19世纪中叶是美国工业革命方兴未艾的时代,也是马克·吐温的时代。马克·吐温所写的《镀金时代》里,密西西比河上有了轮船,有了繁盛的商业,有了利益追逐带来的人性冲突和考验。在这样的背景下,一批先知先觉的人较早认识到,当大家都还在为工业革命带来的技术进步、商业繁荣而兴奋的时候,环境压力的问题已经悄然而至。

        梭罗就是这时出现的环保先驱。他是个少年天才,16岁就进哈佛大学,但是他不追求寻常的成功,也没有去谋一个高薪的职位,而是坚持做一个特立独行、有思想的人。梭罗非常崇敬他的师长、美国著名诗人爱默生,爱默生启迪他成为最早开始思考人跟自然关系的人,《瓦尔登湖》就是他后来的一个实践。

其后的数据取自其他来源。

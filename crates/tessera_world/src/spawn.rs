//! # Spawn Locator
//!
//! Finds mutually separated starting tiles near an origin.
//!
//! The search walks concentric chunk rings (radius 0, 1, 2, ...) around the
//! origin's chunk. Within a ring, candidates are ranked by biome preference
//! (Plains, then Village, then Farmland, then the rest), then by distance to
//! the origin, then by discovery order, and accepted greedily while they keep
//! the minimum separation from everything accepted so far.
//!
//! Every chunk the search visits goes through the chunk store and becomes
//! resident, evicting colder chunks as usual.

use tessera_procedural::{Biome, ChunkCoord, Coord};

use crate::config::SpawnConfig;
use crate::store::ChunkStore;

/// Rules a spawn tile must satisfy.
#[derive(Clone, Debug, PartialEq)]
pub struct SpawnConstraints {
    /// Tile the search is centred on.
    pub origin: Coord,
    /// Minimum Euclidean distance between accepted tiles.
    pub min_separation: f64,
    /// Largest chunk ring searched.
    pub max_search_radius: u32,
    /// Biomes a spawn may stand on. Impassable biomes are never accepted.
    pub acceptable: Vec<Biome>,
}

impl SpawnConstraints {
    /// Restricts the acceptable biomes.
    #[must_use]
    pub fn with_biomes(mut self, biomes: &[Biome]) -> Self {
        self.acceptable = biomes.to_vec();
        self
    }

    /// Moves the search origin.
    #[must_use]
    pub const fn with_origin(mut self, origin: Coord) -> Self {
        self.origin = origin;
        self
    }

    /// Sets the minimum separation.
    #[must_use]
    pub const fn with_separation(mut self, min_separation: f64) -> Self {
        self.min_separation = min_separation;
        self
    }

    /// Caps the ring radius.
    #[must_use]
    pub const fn with_max_radius(mut self, max_search_radius: u32) -> Self {
        self.max_search_radius = max_search_radius;
        self
    }

    fn accepts(&self, biome: Biome) -> bool {
        biome.is_passable() && self.acceptable.contains(&biome)
    }
}

impl Default for SpawnConstraints {
    fn default() -> Self {
        Self::from(&SpawnConfig::default())
    }
}

impl From<&SpawnConfig> for SpawnConstraints {
    fn from(config: &SpawnConfig) -> Self {
        Self {
            origin: config.origin(),
            min_separation: config.min_separation,
            max_search_radius: config.max_search_radius,
            acceptable: Biome::ALL.into_iter().filter(|b| b.is_passable()).collect(),
        }
    }
}

/// Outcome of a spawn search.
#[derive(Clone, Debug, PartialEq, Eq)]
pub enum SpawnResult {
    /// Exactly the requested number of locations.
    Complete(Vec<Coord>),
    /// The radius cap was reached first.
    Partial {
        /// Locations found, in acceptance order.
        locations: Vec<Coord>,
        /// Number originally asked for.
        requested: usize,
    },
}

impl SpawnResult {
    /// Locations found, in acceptance order.
    #[must_use]
    pub fn locations(&self) -> &[Coord] {
        match self {
            Self::Complete(locations) | Self::Partial { locations, .. } => locations,
        }
    }

    /// Consumes the result, keeping the locations.
    #[must_use]
    pub fn into_locations(self) -> Vec<Coord> {
        match self {
            Self::Complete(locations) | Self::Partial { locations, .. } => locations,
        }
    }

    /// Whether every requested location was found.
    #[must_use]
    pub const fn is_complete(&self) -> bool {
        matches!(self, Self::Complete(_))
    }
}

/// Spawn search over a chunk store.
#[derive(Debug, Clone, Copy)]
pub struct SpawnLocator<'a> {
    store: &'a ChunkStore,
}

#[derive(Clone, Copy)]
struct Candidate {
    coord: Coord,
    rank: u8,
    dist_sq: i64,
    discovered: usize,
}

impl<'a> SpawnLocator<'a> {
    /// Creates a locator reading tiles through `store`.
    #[must_use]
    pub const fn new(store: &'a ChunkStore) -> Self {
        Self { store }
    }

    /// Finds up to `count` spawn tiles.
    pub fn find_spawn_locations(&self, count: usize, constraints: &SpawnConstraints) -> SpawnResult {
        let chunk_size = self.store.chunk_size();
        let center = ChunkCoord::from_tile(constraints.origin, chunk_size);
        let min_sq = constraints.min_separation * constraints.min_separation;
        let mut accepted: Vec<Coord> = Vec::with_capacity(count);

        let mut radius = 0;
        while accepted.len() < count && radius <= constraints.max_search_radius {
            let candidates = self.ring_candidates(center, radius, constraints);

            for candidate in candidates {
                let separated = accepted
                    .iter()
                    .all(|a| squared_distance(*a, candidate.coord) >= min_sq);
                if separated {
                    accepted.push(candidate.coord);
                    if accepted.len() == count {
                        break;
                    }
                }
            }
            radius += 1;
        }

        tracing::debug!(
            "Spawn search around ({}, {}): {}/{} found within {} rings",
            constraints.origin.x,
            constraints.origin.y,
            accepted.len(),
            count,
            radius
        );

        if accepted.len() == count {
            SpawnResult::Complete(accepted)
        } else {
            tracing::warn!(
                "Spawn search hit radius cap {} with {}/{} locations",
                constraints.max_search_radius,
                accepted.len(),
                count
            );
            SpawnResult::Partial {
                locations: accepted,
                requested: count,
            }
        }
    }

    /// Acceptable tiles of one chunk ring, best first.
    fn ring_candidates(
        &self,
        center: ChunkCoord,
        radius: u32,
        constraints: &SpawnConstraints,
    ) -> Vec<Candidate> {
        let mut candidates = Vec::new();
        for coord in center.ring(radius) {
            let chunk = self.store.get_chunk(coord);
            for tile in chunk.tiles() {
                if constraints.accepts(tile.biome) {
                    let dx = i64::from(tile.coord.x) - i64::from(constraints.origin.x);
                    let dy = i64::from(tile.coord.y) - i64::from(constraints.origin.y);
                    candidates.push(Candidate {
                        coord: tile.coord,
                        rank: tile.biome.spawn_rank(),
                        dist_sq: dx * dx + dy * dy,
                        discovered: candidates.len(),
                    });
                }
            }
        }
        candidates.sort_unstable_by_key(|c| (c.rank, c.dist_sq, c.discovered));
        candidates
    }
}

#[allow(clippy::cast_precision_loss)]
fn squared_distance(a: Coord, b: Coord) -> f64 {
    let dx = i64::from(a.x) - i64::from(b.x);
    let dy = i64::from(a.y) - i64::from(b.y);
    (dx * dx + dy * dy) as f64
}

#[cfg(test)]
mod tests {
    use super::*;
    use crate::config::WorldConfig;

    fn store() -> ChunkStore {
        let config = WorldConfig::new(42).with_chunk_size(16).with_capacity(16);
        ChunkStore::in_memory(&config).expect("valid config")
    }

    #[test]
    fn test_spawns_are_passable_and_separated() {
        let store = store();
        let constraints = SpawnConstraints::default();
        let result = SpawnLocator::new(&store).find_spawn_locations(12, &constraints);

        assert!(result.is_complete());
        let spots = result.locations();
        assert_eq!(spots.len(), 12);
        for (i, a) in spots.iter().enumerate() {
            assert!(store.get_tile(*a).passable);
            for b in &spots[i + 1..] {
                assert!(a.distance(*b) >= 3.0, "{a:?} and {b:?} too close");
            }
        }
    }

    #[test]
    fn test_search_is_deterministic() {
        let constraints = SpawnConstraints::default().with_origin(Coord::new(100, -40));
        let a = SpawnLocator::new(&store()).find_spawn_locations(8, &constraints);
        let b = SpawnLocator::new(&store()).find_spawn_locations(8, &constraints);
        assert_eq!(a, b);
    }

    #[test]
    fn test_zero_count_is_complete() {
        let store = store();
        let result = SpawnLocator::new(&store).find_spawn_locations(0, &SpawnConstraints::default());
        assert_eq!(result, SpawnResult::Complete(Vec::new()));
        assert_eq!(store.stats().resident_count, 0);
    }

    #[test]
    fn test_radius_cap_gives_partial_result() {
        let store = store();
        // One 16x16 chunk cannot hold 1000 tiles three apart.
        let constraints = SpawnConstraints::default().with_max_radius(0);
        let result = SpawnLocator::new(&store).find_spawn_locations(1000, &constraints);

        match result {
            SpawnResult::Partial { locations, requested } => {
                assert_eq!(requested, 1000);
                assert!(locations.len() < 1000);
            }
            SpawnResult::Complete(_) => panic!("expected a partial result"),
        }
    }

    #[test]
    fn test_unacceptable_biomes_are_skipped() {
        let store = store();
        let only_urban = SpawnConstraints::default()
            .with_biomes(&[Biome::Urban, Biome::Water])
            .with_max_radius(1);
        let result = SpawnLocator::new(&store).find_spawn_locations(3, &only_urban);

        assert!(!result.is_complete());
        assert!(result.locations().is_empty());
    }

    #[test]
    fn test_preferred_biome_first_within_ring() {
        let store = store();
        let constraints = SpawnConstraints::default().with_max_radius(0);
        let result = SpawnLocator::new(&store).find_spawn_locations(5, &constraints);

        let ranks: Vec<u8> = result
            .locations()
            .iter()
            .map(|c| store.get_tile(*c).biome.spawn_rank())
            .collect();
        let mut sorted = ranks.clone();
        sorted.sort_unstable();
        assert_eq!(ranks, sorted);
    }
}
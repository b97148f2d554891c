//! # Tessera World
//!
//! A memory-bounded view of an unbounded procedural world.
//!
//! ## Architecture
//!
//! ```text
//! ┌──────────────────────────────────────────────┐
//! │              NavigableWorld                   │
//! │   tile_at · neighbors · find_path · spawns    │
//! └───────────────────────┬──────────────────────┘
//!                         │
//! ┌───────────────────────▼──────────────────────┐
//! │                 ChunkStore                    │
//! │   LRU (capacity) · dirty tracking · stats     │
//! └──────────┬─────────────────────────┬─────────┘
//!            │ miss                    │ evict dirty
//! ┌──────────▼──────────┐   ┌──────────▼─────────┐
//! │  TerrainGenerator   │   │   ChunkStorage     │
//! │  (pure, seeded)     │   │   put / get        │
//! └─────────────────────┘   └────────────────────┘
//! ```
//!
//! ## Invariants
//!
//! 1. Resident chunks never exceed the configured capacity
//! 2. Any tile reads the same before and after its chunk is evicted and
//!    reloaded (mutations included, if the snapshot write succeeded)
//! 3. Persistence failures are logged and counted, never returned
//!
//! ## Example
//!
//! ```rust
//! use tessera_procedural::Coord;
//! use tessera_world::{NavigableWorld, WorldConfig};
//!
//! let config = WorldConfig::new(42).with_capacity(16);
//! let world = NavigableWorld::in_memory(&config).unwrap();
//!
//! let spawns = world.find_spawn_locations(4);
//! if let [a, b, ..] = spawns.locations() {
//!     let _ = world.find_path(*a, *b);
//! }
//! assert!(world.stats().resident_count <= 16);
//! ```

#![deny(missing_docs)]
#![deny(unsafe_code)]
#![warn(clippy::pedantic)]
#![allow(clippy::module_name_repetitions)]

pub mod config;
pub mod error;
pub mod navigation;
pub mod spawn;
pub mod storage;
pub mod store;

pub use config::{Connectivity, NavigationConfig, SpawnConfig, WorldConfig, MAX_CHUNK_SIZE};
pub use error::{ConfigError, WorldError, WorldResult};
pub use navigation::{find_path_with, heuristic, NavigableWorld, Path, PathError};
pub use spawn::{SpawnConstraints, SpawnLocator, SpawnResult};
pub use storage::{ChunkStorage, DirectoryStorage, MemoryStorage};
pub use store::{CacheStats, ChunkStore, EvictionReport, TileArea};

        梭罗想知道人能否摆脱工业革命的影响回到过去的状态,所以,他走向城镇旁边的森林当中,用传统的方式给自己造了一间小屋。他在《瓦尔登湖》中也写:“我们的人生被许多无足轻重的事情耗费了。人真正需要的东西,基本上十个手指就能数得过来,顶多再加上十个脚趾,其他的都是可以丢弃的。简单,简单,再简单!”

        梭罗选了一个独特的日子进入瓦尔登湖,1845年7月4日。这天恰好是美国的独立日,也是梭罗真正的生命回归日。他要回归的是一个真正的、纯粹的、自然的美国,这是他对美国精神独特的解读。

        所以我们可以把《瓦尔登湖》看成是一场巨大的、长年累月的生存试验,是工业时代的人能否再回到相对原始的简朴生活的试验。这种简朴生活的目的跟我们的“隐居”不太一样,它的背后其实是在积极探索人与自然和谐相处的方式。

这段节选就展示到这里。